Task objective -> In the listing that follows, how many lines include the word "Deserialize"? Only the number is wanted.

Data section ->
==*==

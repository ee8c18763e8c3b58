mod config;
mod protocol;
mod sink;

pub use config::*;
pub use protocol::*;
pub use sink::*;

use serde::{Deserialize, Serialize};
use thiserror::Error;

#[derive(Error, Debug, Clone, PartialEq, Eq)]
pub enum WriteError {
    #[error("out of order write: expected offset {expected}, got {actual}")]
    OutOfOrder { expected: u64, actual: u64 },
    #[error("protocol violation: {0}")]
    ProtocolViolation(String),
    #[error("capacity exhausted: {0}")]
    CapacityExhausted(String),
    #[error("storage I/O error: {0}")]
    StorageIo(String),
    #[error("request cancelled")]
    Cancelled,
    #[error("invalid config: {0}")]
    InvalidConfig(String),
    #[error("invalid state: {0}")]
    InvalidState(String),
    #[error("decode error: {0}")]
    Decode(String),
    #[error("unsupported: {0}")]
    Unsupported(String),
}

impl WriteError {
    pub fn code(&self) -> ErrorCode {
        match self {
            WriteError::OutOfOrder { .. } => ErrorCode::OutOfOrderWrite,
            WriteError::ProtocolViolation(_) | WriteError::Decode(_) => {
                ErrorCode::ProtocolViolation
            }
            WriteError::CapacityExhausted(_) => ErrorCode::CapacityExhausted,
            WriteError::StorageIo(_) => ErrorCode::StorageFailure,
            WriteError::Cancelled => ErrorCode::Cancelled,
            WriteError::Unsupported(_) => ErrorCode::Unsupported,
            WriteError::InvalidConfig(_) | WriteError::InvalidState(_) => ErrorCode::Internal,
        }
    }

    pub fn is_protocol_violation(&self) -> bool {
        matches!(
            self.code(),
            ErrorCode::OutOfOrderWrite | ErrorCode::ProtocolViolation
        )
    }
}

pub type WriteResult<T> = std::result::Result<T, WriteError>;

impl From<std::io::Error> for WriteError {
    fn from(err: std::io::Error) -> Self {
        WriteError::StorageIo(err.to_string())
    }
}

/// Error code carried back to the client in a failed response.
#[derive(Debug, Clone, Copy, PartialEq, Eq, Hash, Serialize, Deserialize)]
#[serde(rename_all = "snake_case")]
pub enum ErrorCode {
    OutOfOrderWrite,
    ProtocolViolation,
    CapacityExhausted,
    StorageFailure,
    Cancelled,
    Unsupported,
    Internal,
}

impl ErrorCode {
    pub fn as_str(&self) -> &'static str {
        match self {
            ErrorCode::OutOfOrderWrite => "out_of_order_write",
            ErrorCode::ProtocolViolation => "protocol_violation",
            ErrorCode::CapacityExhausted => "capacity_exhausted",
            ErrorCode::StorageFailure => "storage_failure",
            ErrorCode::Cancelled => "cancelled",
            ErrorCode::Unsupported => "unsupported",
            ErrorCode::Internal => "internal",
        }
    }
}
mod frame;
mod write_daemon;

use log::error;
use std::env;
use std::path::PathBuf;

use crate::write_daemon::{
    run_write_daemon, WriteDaemonRunOptions, DEFAULT_WRITE_DAEMON_CONFIG_PATH,
};

fn usage() -> String {
    format!(
        "usage: write_daemon [--config <path>]\n\
         defaults:\n\
         --config {}",
        DEFAULT_WRITE_DAEMON_CONFIG_PATH
    )
}

fn parse_args() -> Result<WriteDaemonRunOptions, String> {
    let args = env::args().skip(1).collect::<Vec<String>>();
    let mut config_path = PathBuf::from(DEFAULT_WRITE_DAEMON_CONFIG_PATH);

    let mut i = 0usize;
    while i < args.len() {
        match args[i].as_str() {
            "-h" | "--help" => return Err(usage()),
            "--config" => {
                i += 1;
                let value = args
                    .get(i)
                    .ok_or_else(|| "missing value for --config".to_string())?;
                config_path = PathBuf::from(value);
            }
            other => {
                return Err(format!("unknown argument: {}\n{}", other, usage()));
            }
        }
        i += 1;
    }

    Ok(WriteDaemonRunOptions { config_path })
}

fn main() {
    env_logger::init();
    let options = match parse_args() {
        Ok(v) => v,
        Err(msg) => {
            eprintln!("{}", msg);
            std::process::exit(1);
        }
    };

    if let Err(err) = run_write_daemon(options) {
        error!("run write_daemon failed: {}", err);
        std::process::exit(1);
    }
}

==*==

Solved exercise -> 2